**Assigned task:** All lines of the records below that contain the word "when" must be listed.

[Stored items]
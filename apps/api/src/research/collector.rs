//! Research Collector: runs the query battery and compiles a research digest
//! for the synthesis prompt.
//!
//! Queries run one after another with a fixed pause between them. A failed
//! query is logged and skipped; only when every query fails does the last
//! search error reach the caller.

use std::time::Duration;

use chrono::Datelike;
use serde::{Deserialize, Serialize};
use tracing::{info, warn};

use crate::research::queries::build_research_queries;
use crate::research::search_client::{SearchClient, SearchError, SearchResponse, Snippet};

const MAX_URLS: usize = 30;
const MAX_SNIPPETS: usize = 25;
const MAX_STATS: usize = 15;
const MAX_QUESTIONS: usize = 20;
const STAT_SNIPPET_CHARS: usize = 300;

const STAT_INDICATORS: &[&str] = &["%", "percent", "billion", "million", "thousand", "$"];
const CONTENT_TYPE_MARKERS: &[&str] = &[
    "guide",
    "how to",
    "vs",
    "comparison",
    "review",
    "best",
    "checklist",
    "faq",
];

#[derive(Debug, Clone, Default, Deserialize)]
pub struct ResearchRequest {
    pub topic: String,
    #[serde(default)]
    pub industry: Option<String>,
    #[serde(default)]
    pub competitors: Vec<String>,
}

/// Counts reported back to the caller alongside a generated map.
#[derive(Debug, Clone, Default, PartialEq, Eq, Serialize)]
pub struct ResearchSummary {
    pub summary: String,
    pub query_count: usize,
    pub failed_queries: usize,
    pub url_count: usize,
    pub snippet_count: usize,
    pub stats_count: usize,
    pub questions_count: usize,
}

/// Everything the synthesizer needs from the research phase.
#[derive(Debug, Clone, Default)]
pub struct ResearchDigest {
    pub queries: Vec<String>,
    pub snippets: Vec<Snippet>,
    pub compiled_text: String,
    pub summary: ResearchSummary,
}

/// Raw material gathered across all queries, before de-duplication.
#[derive(Debug, Default)]
struct Findings {
    answers: Vec<String>,
    urls: Vec<String>,
    snippets: Vec<Snippet>,
    snippet_lines: Vec<String>,
    questions: Vec<String>,
    stats: Vec<String>,
    content_types: Vec<&'static str>,
}

pub async fn collect_research(
    client: &dyn SearchClient,
    request: &ResearchRequest,
    delay: Duration,
) -> Result<ResearchDigest, SearchError> {
    let year = chrono::Utc::now().year();
    let queries = build_research_queries(
        &request.topic,
        request.industry.as_deref(),
        &request.competitors,
        year,
    );
    info!(
        "Running {} research queries for '{}'",
        queries.len(),
        request.topic
    );

    let mut findings = Findings::default();
    let mut failed = 0;
    let mut last_error = None;

    for (i, query) in queries.iter().enumerate() {
        if i > 0 && !delay.is_zero() {
            tokio::time::sleep(delay).await;
        }
        match client.search(query).await {
            Ok(response) => findings.absorb(query, &response),
            Err(e) => {
                warn!("Research query skipped: {query} ({e})");
                failed += 1;
                last_error = Some(e);
            }
        }
    }

    if failed == queries.len() {
        if let Some(e) = last_error {
            return Err(e);
        }
    }

    Ok(findings.compile(&request.topic, queries, failed))
}

impl Findings {
    fn absorb(&mut self, query: &str, response: &SearchResponse) {
        self.snippets.extend(response.snippets());
        if let Some(answer) = response.answer.as_deref().filter(|a| !a.trim().is_empty()) {
            self.answers.push(format!("**Query: {query}**\n{answer}"));
        }

        for result in &response.results {
            let title = result.title.trim();
            let snippet = result.content.trim();

            if !result.url.is_empty() && !title.is_empty() {
                self.urls.push(format!("- [{title}]({})", result.url));
            }
            if !snippet.is_empty() {
                self.snippet_lines.push(format!("[{title}]: {snippet}"));
            }

            for text in [title, snippet] {
                self.questions.extend(extract_questions(text));
            }

            let lower = snippet.to_lowercase();
            if STAT_INDICATORS.iter().any(|i| lower.contains(i)) {
                self.stats
                    .push(snippet.chars().take(STAT_SNIPPET_CHARS).collect());
            }

            let title_lower = title.to_lowercase();
            self.content_types.extend(
                CONTENT_TYPE_MARKERS
                    .iter()
                    .filter(|marker| title_lower.contains(*marker)),
            );
        }
    }

    fn compile(self, topic: &str, queries: Vec<String>, failed: usize) -> ResearchDigest {
        let urls = unique(&self.urls, MAX_URLS);
        let snippet_lines = unique(&self.snippet_lines, MAX_SNIPPETS);
        let stats = unique(&self.stats, MAX_STATS);
        let questions = unique(&self.questions, MAX_QUESTIONS);
        let content_types = count_in_order(&self.content_types);

        let mut sections: Vec<String> = Vec::new();
        if !self.answers.is_empty() {
            sections.push("### AI-Generated Research Summaries\n".to_string());
            sections.push(self.answers.join("\n\n"));
        }
        if !urls.is_empty() {
            sections.push("\n### Top-Ranking URLs and Titles\n".to_string());
            sections.push(urls.join("\n"));
        }
        if !snippet_lines.is_empty() {
            sections.push("\n### Content Snippets from Search Results\n".to_string());
            sections.push(snippet_lines.join("\n\n"));
        }
        if !stats.is_empty() {
            sections.push("\n### Statistics and Data Points Found\n".to_string());
            sections.extend(stats.iter().map(|s| format!("- {s}")));
        }
        if !questions.is_empty() {
            sections.push("\n### Questions Identified in Results\n".to_string());
            sections.extend(questions.iter().map(|q| format!("- {q}")));
        }
        if !content_types.is_empty() {
            sections.push("\n### Content Types Observed Ranking\n".to_string());
            sections.extend(
                content_types
                    .iter()
                    .map(|(ct, n)| format!("- {ct}: {n} occurrences")),
            );
        }

        let url_count = unique(&self.urls, usize::MAX).len();
        let summary = ResearchSummary {
            summary: format!(
                "Executed {} research queries for '{}'. Found {} unique URLs, {} content snippets, {} data points, and {} questions.",
                queries.len(),
                topic,
                url_count,
                self.snippet_lines.len(),
                self.stats.len(),
                self.questions.len()
            ),
            query_count: queries.len(),
            failed_queries: failed,
            url_count,
            snippet_count: self.snippet_lines.len(),
            stats_count: self.stats.len(),
            questions_count: self.questions.len(),
        };

        ResearchDigest {
            queries,
            snippets: self.snippets,
            compiled_text: sections.join("\n"),
            summary,
        }
    }
}

/// Pulls question sentences out of free text: the clause before each `?`,
/// trimmed back to its last sentence, kept when 16–199 characters long.
fn extract_questions(text: &str) -> Vec<String> {
    if !text.contains('?') {
        return Vec::new();
    }
    let parts: Vec<&str> = text.split('?').collect();
    parts[..parts.len() - 1]
        .iter()
        .filter_map(|part| {
            let sentence = part.trim().rsplit('.').next().unwrap_or("").trim();
            let question = format!("{sentence}?");
            let len = question.chars().count();
            (len > 15 && len < 200).then_some(question)
        })
        .collect()
}

/// First `limit` distinct items, in first-seen order.
fn unique(items: &[String], limit: usize) -> Vec<String> {
    let mut seen = std::collections::HashSet::new();
    items
        .iter()
        .filter(|item| seen.insert(item.as_str()))
        .take(limit)
        .cloned()
        .collect()
}

/// Occurrence counts, most frequent first; ties keep first-seen order.
fn count_in_order(items: &[&'static str]) -> Vec<(&'static str, usize)> {
    let mut counts: Vec<(&'static str, usize)> = Vec::new();
    for &item in items {
        match counts.iter().position(|(name, _)| *name == item) {
            Some(i) => counts[i].1 += 1,
            None => counts.push((item, 1)),
        }
    }
    counts.sort_by(|a, b| b.1.cmp(&a.1));
    counts
}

**Task answer:**
//! query is logged and skipped; only when every query fails does the last
/// trimmed back to its last sentence, kept when 16–199 characters long.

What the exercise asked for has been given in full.